» **Given data**:
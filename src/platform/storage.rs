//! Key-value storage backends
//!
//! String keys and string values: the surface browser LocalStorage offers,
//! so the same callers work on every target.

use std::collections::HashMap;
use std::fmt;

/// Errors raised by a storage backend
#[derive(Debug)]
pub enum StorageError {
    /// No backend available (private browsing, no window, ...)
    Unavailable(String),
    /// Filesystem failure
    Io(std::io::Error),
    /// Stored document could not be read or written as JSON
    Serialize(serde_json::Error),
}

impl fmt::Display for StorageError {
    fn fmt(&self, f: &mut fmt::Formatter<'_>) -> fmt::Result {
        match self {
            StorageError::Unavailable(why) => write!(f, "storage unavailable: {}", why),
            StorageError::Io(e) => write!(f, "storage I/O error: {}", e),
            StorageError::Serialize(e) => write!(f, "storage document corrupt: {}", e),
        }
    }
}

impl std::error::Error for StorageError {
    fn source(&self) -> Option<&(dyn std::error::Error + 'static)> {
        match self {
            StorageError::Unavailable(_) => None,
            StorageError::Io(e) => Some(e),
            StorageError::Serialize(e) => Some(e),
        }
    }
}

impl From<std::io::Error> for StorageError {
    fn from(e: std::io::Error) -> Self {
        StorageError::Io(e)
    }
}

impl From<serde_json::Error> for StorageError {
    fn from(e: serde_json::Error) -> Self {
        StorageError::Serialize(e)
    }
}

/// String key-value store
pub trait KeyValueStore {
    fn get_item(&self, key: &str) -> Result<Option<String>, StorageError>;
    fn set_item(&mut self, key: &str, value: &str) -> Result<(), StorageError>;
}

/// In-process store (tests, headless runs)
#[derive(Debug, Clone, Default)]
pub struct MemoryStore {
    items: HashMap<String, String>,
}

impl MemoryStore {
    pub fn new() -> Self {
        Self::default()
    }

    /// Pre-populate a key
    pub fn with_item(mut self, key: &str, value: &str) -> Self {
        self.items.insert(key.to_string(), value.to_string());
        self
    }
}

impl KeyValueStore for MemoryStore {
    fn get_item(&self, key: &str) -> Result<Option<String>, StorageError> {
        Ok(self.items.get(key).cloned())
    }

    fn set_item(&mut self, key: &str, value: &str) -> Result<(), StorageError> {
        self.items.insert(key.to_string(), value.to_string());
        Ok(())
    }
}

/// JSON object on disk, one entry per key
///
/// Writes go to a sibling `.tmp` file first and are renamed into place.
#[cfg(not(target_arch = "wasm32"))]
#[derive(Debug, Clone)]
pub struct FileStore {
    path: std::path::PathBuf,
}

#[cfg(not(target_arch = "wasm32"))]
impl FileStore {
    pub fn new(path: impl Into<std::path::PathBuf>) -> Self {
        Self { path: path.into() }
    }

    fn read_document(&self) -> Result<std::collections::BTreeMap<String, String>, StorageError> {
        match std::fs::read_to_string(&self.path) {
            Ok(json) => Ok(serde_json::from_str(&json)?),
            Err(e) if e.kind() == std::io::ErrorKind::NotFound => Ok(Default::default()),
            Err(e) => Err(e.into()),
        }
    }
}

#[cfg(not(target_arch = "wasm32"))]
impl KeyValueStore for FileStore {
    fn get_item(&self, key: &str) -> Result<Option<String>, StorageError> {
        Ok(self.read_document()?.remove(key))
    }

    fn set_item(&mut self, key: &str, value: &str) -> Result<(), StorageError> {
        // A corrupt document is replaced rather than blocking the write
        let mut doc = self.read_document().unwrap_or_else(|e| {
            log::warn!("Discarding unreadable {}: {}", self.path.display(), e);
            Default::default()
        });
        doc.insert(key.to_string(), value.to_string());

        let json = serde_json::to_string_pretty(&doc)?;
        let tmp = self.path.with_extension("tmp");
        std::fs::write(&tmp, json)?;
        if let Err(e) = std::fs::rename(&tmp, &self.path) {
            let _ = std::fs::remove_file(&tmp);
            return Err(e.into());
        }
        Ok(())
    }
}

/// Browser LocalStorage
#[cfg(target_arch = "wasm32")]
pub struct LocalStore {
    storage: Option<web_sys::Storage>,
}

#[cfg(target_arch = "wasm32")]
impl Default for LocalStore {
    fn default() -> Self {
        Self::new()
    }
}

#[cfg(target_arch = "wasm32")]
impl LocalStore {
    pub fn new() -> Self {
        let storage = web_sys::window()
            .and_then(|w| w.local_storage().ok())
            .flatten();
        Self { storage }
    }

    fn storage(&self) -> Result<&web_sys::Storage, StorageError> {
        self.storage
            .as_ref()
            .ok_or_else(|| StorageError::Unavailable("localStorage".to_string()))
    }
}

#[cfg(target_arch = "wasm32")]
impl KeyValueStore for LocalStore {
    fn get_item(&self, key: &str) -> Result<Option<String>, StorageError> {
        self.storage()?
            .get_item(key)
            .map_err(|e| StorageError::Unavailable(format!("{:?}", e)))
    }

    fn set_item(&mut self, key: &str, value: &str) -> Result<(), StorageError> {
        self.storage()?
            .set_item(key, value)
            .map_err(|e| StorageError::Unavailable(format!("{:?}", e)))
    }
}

» **Required work**: Please give the full set of data again exactly.

» **Task response**:
filename src/platform/storage.rs
//! Key-value storage backends
//!
//! String keys and string values: the surface browser LocalStorage offers,
//! so the same callers work on every target.

use std::collections::HashMap;
use std::fmt;

/// Errors raised by a storage backend
#[derive(Debug)]
pub enum StorageError {
    /// No backend available (private browsing, no window, ...)
    Unavailable(String),
    /// Filesystem failure
    Io(std::io::Error),
    /// Stored document could not be read or written as JSON
    Serialize(serde_json::Error),
}

impl fmt::Display for StorageError {
    fn fmt(&self, f: &mut fmt::Formatter<'_>) -> fmt::Result {
        match self {
            StorageError::Unavailable(why) => write!(f, "storage unavailable: {}", why),
            StorageError::Io(e) => write!(f, "storage I/O error: {}", e),
            StorageError::Serialize(e) => write!(f, "storage document corrupt: {}", e),
        }
    }
}

impl std::error::Error for StorageError {
    fn source(&self) -> Option<&(dyn std::error::Error + 'static)> {
        match self {
            StorageError::Unavailable(_) => None,
            StorageError::Io(e) => Some(e),
            StorageError::Serialize(e) => Some(e),
        }
    }
}

impl From<std::io::Error> for StorageError {
    fn from(e: std::io::Error) -> Self {
        StorageError::Io(e)
    }
}

impl From<serde_json::Error> for StorageError {
    fn from(e: serde_json::Error) -> Self {
        StorageError::Serialize(e)
    }
}

/// String key-value store
pub trait KeyValueStore {
    fn get_item(&self, key: &str) -> Result<Option<String>, StorageError>;
    fn set_item(&mut self, key: &str, value: &str) -> Result<(), StorageError>;
}

/// In-process store (tests, headless runs)
#[derive(Debug, Clone, Default)]
pub struct MemoryStore {
    items: HashMap<String, String>,
}

impl MemoryStore {
    pub fn new() -> Self {
        Self::default()
    }

    /// Pre-populate a key
    pub fn with_item(mut self, key: &str, value: &str) -> Self {
        self.items.insert(key.to_string(), value.to_string());
        self
    }
}

impl KeyValueStore for MemoryStore {
    fn get_item(&self, key: &str) -> Result<Option<String>, StorageError> {
        Ok(self.items.get(key).cloned())
    }

    fn set_item(&mut self, key: &str, value: &str) -> Result<(), StorageError> {
        self.items.insert(key.to_string(), value.to_string());
        Ok(())
    }
}

/// JSON object on disk, one entry per key
///
/// Writes go to a sibling `.tmp` file first and are renamed into place.
#[cfg(not(target_arch = "wasm32"))]
#[derive(Debug, Clone)]
pub struct FileStore {
    path: std::path::PathBuf,
}

#[cfg(not(target_arch = "wasm32"))]
impl FileStore {
    pub fn new(path: impl Into<std::path::PathBuf>) -> Self {
        Self { path: path.into() }
    }

    fn read_document(&self) -> Result<std::collections::BTreeMap<String, String>, StorageError> {
        match std::fs::read_to_string(&self.path) {
            Ok(json) => Ok(serde_json::from_str(&json)?),
            Err(e) if e.kind() == std::io::ErrorKind::NotFound => Ok(Default::default()),
            Err(e) => Err(e.into()),
        }
    }
}

#[cfg(not(target_arch = "wasm32"))]
impl KeyValueStore for FileStore {
    fn get_item(&self, key: &str) -> Result<Option<String>, StorageError> {
        Ok(self.read_document()?.remove(key))
    }

    fn set_item(&mut self, key: &str, value: &str) -> Result<(), StorageError> {
        // A corrupt document is replaced rather than blocking the write
        let mut doc = self.read_document().unwrap_or_else(|e| {
            log::warn!("Discarding unreadable {}: {}", self.path.display(), e);
            Default::default()
        });
        doc.insert(key.to_string(), value.to_string());

        let json = serde_json::to_string_pretty(&doc)?;
        let tmp = self.path.with_extension("tmp");
        std::fs::write(&tmp, json)?;
        if let Err(e) = std::fs::rename(&tmp, &self.path) {
            let _ = std::fs::remove_file(&tmp);
            return Err(e.into());
        }
        Ok(())
    }
}

/// Browser LocalStorage
#[cfg(target_arch = "wasm32")]
pub struct LocalStore {
    storage: Option<web_sys::Storage>,
}

#[cfg(target_arch = "wasm32")]
impl Default for LocalStore {
    fn default() -> Self {
        Self::new()
    }
}

#[cfg(target_arch = "wasm32")]
impl LocalStore {
    pub fn new() -> Self {
        let storage = web_sys::window()
            .and_then(|w| w.local_storage().ok())
            .flatten();
        Self { storage }
    }

    fn storage(&self) -> Result<&web_sys::Storage, StorageError> {
        self.storage
            .as_ref()
            .ok_or_else(|| StorageError::Unavailable("localStorage".to_string()))
    }
}

#[cfg(target_arch = "wasm32")]
impl KeyValueStore for LocalStore {
    fn get_item(&self, key: &str) -> Result<Option<String>, StorageError> {
        self.storage()?
            .get_item(key)
            .map_err(|e| StorageError::Unavailable(format!("{:?}", e)))
    }

    fn set_item(&mut self, key: &str, value: &str) -> Result<(), StorageError> {
        self.storage()?
            .set_item(key, value)
            .map_err(|e| StorageError::Unavailable(format!("{:?}", e)))
    }
}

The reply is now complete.